WHAT THE TASK REQUIRES - In the entries that follow, find the word "RawHandler" and report each line it is on.

Stored data entries -

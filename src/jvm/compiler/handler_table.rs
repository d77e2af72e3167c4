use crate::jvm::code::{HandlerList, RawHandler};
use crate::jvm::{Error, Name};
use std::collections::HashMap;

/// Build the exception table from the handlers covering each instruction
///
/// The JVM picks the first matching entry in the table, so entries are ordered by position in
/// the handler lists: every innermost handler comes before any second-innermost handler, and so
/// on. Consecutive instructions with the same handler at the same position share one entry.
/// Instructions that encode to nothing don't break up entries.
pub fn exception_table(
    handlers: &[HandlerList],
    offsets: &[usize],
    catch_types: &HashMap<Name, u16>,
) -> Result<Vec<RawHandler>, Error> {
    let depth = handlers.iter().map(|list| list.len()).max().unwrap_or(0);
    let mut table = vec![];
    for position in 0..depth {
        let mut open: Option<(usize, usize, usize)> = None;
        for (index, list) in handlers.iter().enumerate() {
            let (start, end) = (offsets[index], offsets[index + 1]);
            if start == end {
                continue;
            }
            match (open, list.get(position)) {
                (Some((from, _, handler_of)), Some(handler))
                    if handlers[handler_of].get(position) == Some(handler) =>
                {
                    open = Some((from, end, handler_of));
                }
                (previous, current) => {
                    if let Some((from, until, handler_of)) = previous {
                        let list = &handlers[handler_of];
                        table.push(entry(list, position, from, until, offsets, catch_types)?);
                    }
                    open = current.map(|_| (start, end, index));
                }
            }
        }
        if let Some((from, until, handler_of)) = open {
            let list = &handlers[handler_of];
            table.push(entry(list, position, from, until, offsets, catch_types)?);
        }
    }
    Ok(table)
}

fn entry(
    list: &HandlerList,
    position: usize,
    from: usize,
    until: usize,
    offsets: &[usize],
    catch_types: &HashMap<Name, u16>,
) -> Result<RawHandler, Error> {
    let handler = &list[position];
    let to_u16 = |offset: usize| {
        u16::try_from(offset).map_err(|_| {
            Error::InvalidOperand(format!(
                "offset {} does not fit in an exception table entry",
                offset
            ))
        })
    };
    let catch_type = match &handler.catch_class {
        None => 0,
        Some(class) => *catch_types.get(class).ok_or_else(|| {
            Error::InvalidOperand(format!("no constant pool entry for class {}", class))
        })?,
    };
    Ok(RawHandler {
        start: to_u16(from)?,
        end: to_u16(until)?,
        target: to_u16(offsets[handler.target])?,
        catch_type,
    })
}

SOLVED EXERCISE -
use crate::jvm::code::{HandlerList, RawHandler};
) -> Result<Vec<RawHandler>, Error> {
) -> Result<RawHandler, Error> {
    Ok(RawHandler {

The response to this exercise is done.